Thursday, March 29, 2012

Working for Them

We were on the water by 3:30 a.m. because had we not been there at 3:30 a.m., we might not have been there at all. Easy fishing means a hard wake-up, and there are few spots on the river quite as easy - or as popular - as this particular run. We wade only a few feet from shore, make a simple switch cast to the right, follow a short drift to the left, and keep our rod tips high. The process is about as idiot-proof as the ubiquitous, "lather, rinse, repeat." We can usually count on every ninth or tenth cast being punctuated by a giddy "fish on," and the frenetic dance of a winter steelhead. It's embarrassingly easy fishing.

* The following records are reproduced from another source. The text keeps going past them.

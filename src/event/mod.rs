//! Local event bus.
//!
//! Components never call each other directly: the device link, coalescer,
//! relay and stabilizer each hold a clone of one [`EventDispatcher`] and
//! exchange named [`Event`]s carrying an optional text payload. The relay
//! forwards selected names to the peer device, so payloads are plain text
//! (usually a serialized packet) rather than Rust values.

use std::sync::Arc;

use serde::Serialize;
use serde::de::DeserializeOwned;
use tokio::sync::broadcast;

use crate::error::{Error, Result};
use crate::types::ConfigPacket;

/// Well-known event names.
pub mod names {
    /// Serial link connected/disconnected (`true`/`false` payload).
    pub const DEVICE_CONNECTION: &str = "device_connection";
    /// Relay connected/disconnected (`true`/`false` payload).
    pub const RELAY_CONNECTION: &str = "relay_connection";
    /// Configuration packet to write to the device.
    pub const DEVICE_COMMAND: &str = "device_command";
    /// Configuration content received from the device.
    pub const DEVICE_PACKET: &str = "device_packet";
    /// Device reported `ready`.
    pub const DEVICE_READY: &str = "device_ready";
    /// Device reported an error; payload is the message as a JSON string.
    pub const DEVICE_ERROR: &str = "device_error";
    /// The link stopped working; payload is the reason as a JSON string.
    pub const DEVICE_FAULT: &str = "device_fault";
    /// Coalesced channel values from the device.
    pub const CHANNEL_VALUES: &str = "channel_values";
    /// Telemetry packet from the craft sensors.
    pub const TELEMETRY: &str = "telemetry";
}

/// Where an event entered this process.
#[derive(Debug, Clone, Copy, Default, PartialEq, Eq)]
pub enum Origin {
    /// Produced by a component in this process.
    #[default]
    Local,
    /// Delivered by the relay from the peer device.
    Remote,
}

/// A named event with an optional text payload.
#[derive(Debug, Clone, PartialEq, Eq)]
pub struct Event {
    /// Event name.
    pub name: String,
    /// Optional structured-text payload.
    pub payload: Option<String>,
    /// Where the event came from.
    pub origin: Origin,
}

impl Event {
    /// Creates a local event without payload.
    #[must_use]
    pub fn new(name: impl Into<String>) -> Self {
        Self {
            name: name.into(),
            payload: None,
            origin: Origin::Local,
        }
    }

    /// Creates a local event with a text payload.
    #[must_use]
    pub fn with_payload(name: impl Into<String>, payload: impl Into<String>) -> Self {
        Self {
            payload: Some(payload.into()),
            ..Self::new(name)
        }
    }

    /// Creates a local event whose payload is `value` as JSON.
    pub fn with_json<T: Serialize>(name: impl Into<String>, value: &T) -> Result<Self> {
        Ok(Self::with_payload(name, serde_json::to_string(value)?))
    }

    /// Creates a local event carrying a configuration packet.
    pub fn with_packet(name: impl Into<String>, packet: &ConfigPacket) -> Result<Self> {
        Ok(Self::with_payload(name, packet.to_text()?))
    }

    /// Creates a connection-state event.
    #[must_use]
    pub fn connection(name: impl Into<String>, connected: bool) -> Self {
        Self::with_payload(name, connected.to_string())
    }

    /// Marks the event as delivered from the peer.
    #[must_use]
    pub fn into_remote(mut self) -> Self {
        self.origin = Origin::Remote;
        self
    }

    /// Returns true if the event has the given name.
    #[must_use]
    pub fn is(&self, name: &str) -> bool {
        self.name == name
    }

    /// Decodes the JSON payload.
    pub fn decode<T: DeserializeOwned>(&self) -> Result<T> {
        let payload = self
            .payload
            .as_deref()
            .ok_or(Error::MissingField { field: "payload" })?;
        Ok(serde_json::from_str(payload)?)
    }

    /// Decodes the payload as a configuration packet.
    pub fn packet(&self) -> Result<ConfigPacket> {
        self.decode()
    }
}

/// Subscription filter for specific events.
#[derive(Debug, Clone, Default)]
pub struct EventFilter {
    /// Filter by event names.
    pub names: Option<Vec<String>>,
    /// Filter by origin.
    pub origin: Option<Origin>,
}

impl EventFilter {
    /// Creates a filter for one event name.
    #[must_use]
    pub fn name(name: &str) -> Self {
        Self::names(&[name])
    }

    /// Creates a filter for several event names.
    #[must_use]
    pub fn names(names: &[&str]) -> Self {
        Self {
            names: Some(names.iter().map(|n| (*n).to_owned()).collect()),
            origin: None,
        }
    }

    /// Restricts the filter to one origin.
    #[must_use]
    pub const fn origin(mut self, origin: Origin) -> Self {
        self.origin = Some(origin);
        self
    }

    /// Checks if an event matches this filter.
    #[must_use]
    pub fn matches(&self, event: &Event) -> bool {
        if let Some(ref names) = self.names {
            if !names.iter().any(|n| *n == event.name) {
                return false;
            }
        }

        if let Some(origin) = self.origin {
            if event.origin != origin {
                return false;
            }
        }

        true
    }
}

/// A subscription to events.
pub struct Subscription {
    receiver: broadcast::Receiver<Event>,
    filter: EventFilter,
}

impl Subscription {
    /// Receives the next matching event.
    ///
    /// Returns `None` once the dispatcher is gone.
    pub async fn recv(&mut self) -> Option<Event> {
        loop {
            match self.receiver.recv().await {
                Ok(event) if self.filter.matches(&event) => return Some(event),
                Ok(_) => {}
                Err(broadcast::error::RecvError::Lagged(skipped)) => {
                    tracing::warn!("subscriber lagged, {} events skipped", skipped);
                }
                Err(broadcast::error::RecvError::Closed) => return None,
            }
        }
    }

    /// Returns the next matching event that is already queued, without
    /// waiting.
    pub fn try_recv(&mut self) -> Option<Event> {
        loop {
            match self.receiver.try_recv() {
                Ok(event) if self.filter.matches(&event) => return Some(event),
                Ok(_) => {}
                Err(broadcast::error::TryRecvError::Lagged(skipped)) => {
                    tracing::warn!("subscriber lagged, {} events skipped", skipped);
                }
                Err(_) => return None,
            }
        }
    }
}

struct EventDispatcherInner {
    sender: broadcast::Sender<Event>,
}

/// Dispatches events to subscribers.
#[derive(Clone)]
pub struct EventDispatcher {
    inner: Arc<EventDispatcherInner>,
}

impl Default for EventDispatcher {
    fn default() -> Self {
        Self::new(DEFAULT_CAPACITY)
    }
}

/// Default broadcast buffer size.
pub const DEFAULT_CAPACITY: usize = 256;

impl EventDispatcher {
    /// Creates a new event dispatcher.
    #[must_use]
    pub fn new(capacity: usize) -> Self {
        let (sender, _) = broadcast::channel(capacity);
        Self {
            inner: Arc::new(EventDispatcherInner { sender }),
        }
    }

    /// Dispatches an event to all subscribers.
    pub fn dispatch(&self, event: Event) {
        tracing::trace!("dispatching {}", event.name);
        // No receivers is fine
        let _ = self.inner.sender.send(event);
    }

    /// Dispatches a local event with an optional payload.
    pub fn send(&self, name: &str, payload: Option<String>) {
        self.dispatch(Event {
            payload,
            ..Event::new(name)
        });
    }

    /// Subscribes to events with an optional filter.
    #[must_use]
    pub fn subscribe(&self, filter: Option<EventFilter>) -> Subscription {
        Subscription {
            receiver: self.inner.sender.subscribe(),
            filter: filter.unwrap_or_default(),
        }
    }

    /// Waits for an event matching the filter with timeout.
    ///
    /// Returns `None` if the timeout expires or the channel is closed.
    pub async fn wait_for(
        &self,
        filter: EventFilter,
        timeout: std::time::Duration,
    ) -> Option<Event> {
        let mut subscription = self.subscribe(Some(filter));
        tokio::time::timeout(timeout, subscription.recv())
            .await
            .ok()
            .flatten()
    }
}
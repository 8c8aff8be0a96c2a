//! Error types for the servolink library.

use thiserror::Error;

/// The main error type for servolink operations.
#[derive(Debug, Error)]
pub enum Error {
    /// Serial port error.
    #[error("serial port error: {0}")]
    Serial(#[from] tokio_serial::Error),

    /// I/O error.
    #[error("I/O error: {0}")]
    Io(#[from] std::io::Error),

    /// Frame encoding/decoding error.
    #[error("frame error: {0}")]
    Frame(#[from] FrameError),

    /// Packet text could not be parsed or produced.
    #[error("packet error: {0}")]
    Packet(#[from] serde_json::Error),

    /// A field the caller required is absent from the packet.
    #[error("missing field: {field}")]
    MissingField { field: &'static str },

    /// Error reported verbatim by the device.
    #[error("device error: {message}")]
    Device { message: String },

    /// Broker client error.
    #[error("broker error: {message}")]
    Broker { message: String },

    /// Operation timed out waiting for a response.
    #[error("timed out after {timeout_ms}ms")]
    Timeout { timeout_ms: u64 },

    /// Connection is not established.
    #[error("not connected")]
    NotConnected,

    /// Channel send error.
    #[error("channel send error")]
    ChannelSend,

    /// Channel receive error.
    #[error("channel closed")]
    ChannelClosed,
}

impl From<rumqttc::ClientError> for Error {
    fn from(e: rumqttc::ClientError) -> Self {
        Self::Broker {
            message: e.to_string(),
        }
    }
}

impl From<rumqttc::ConnectionError> for Error {
    fn from(e: rumqttc::ConnectionError) -> Self {
        Self::Broker {
            message: e.to_string(),
        }
    }
}

/// Frame-specific errors.
#[derive(Debug, Error, PartialEq, Eq)]
pub enum FrameError {
    /// Payload contains one of the reserved marker bytes.
    #[error("payload contains reserved byte 0x{byte:02x} at offset {offset}")]
    ReservedByte { byte: u8, offset: usize },

    /// Frame payload exceeds maximum size.
    #[error("frame too large: {size} bytes exceeds maximum {max}")]
    TooLarge { size: usize, max: usize },
}

/// Result type alias for servolink operations.
pub type Result<T> = std::result::Result<T, Error>;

From time to time, we bug chuckers need to know we're doing things right, because so often we cannot make the magic happen. Really, it's not our fault that things do not go well. There are so many variables for which we must account that every time we step into the water the odds are almost certainly stacked against us. We bug chuckers are sensitive creatures. We need constant reassurance, and every so often we need easy fishing.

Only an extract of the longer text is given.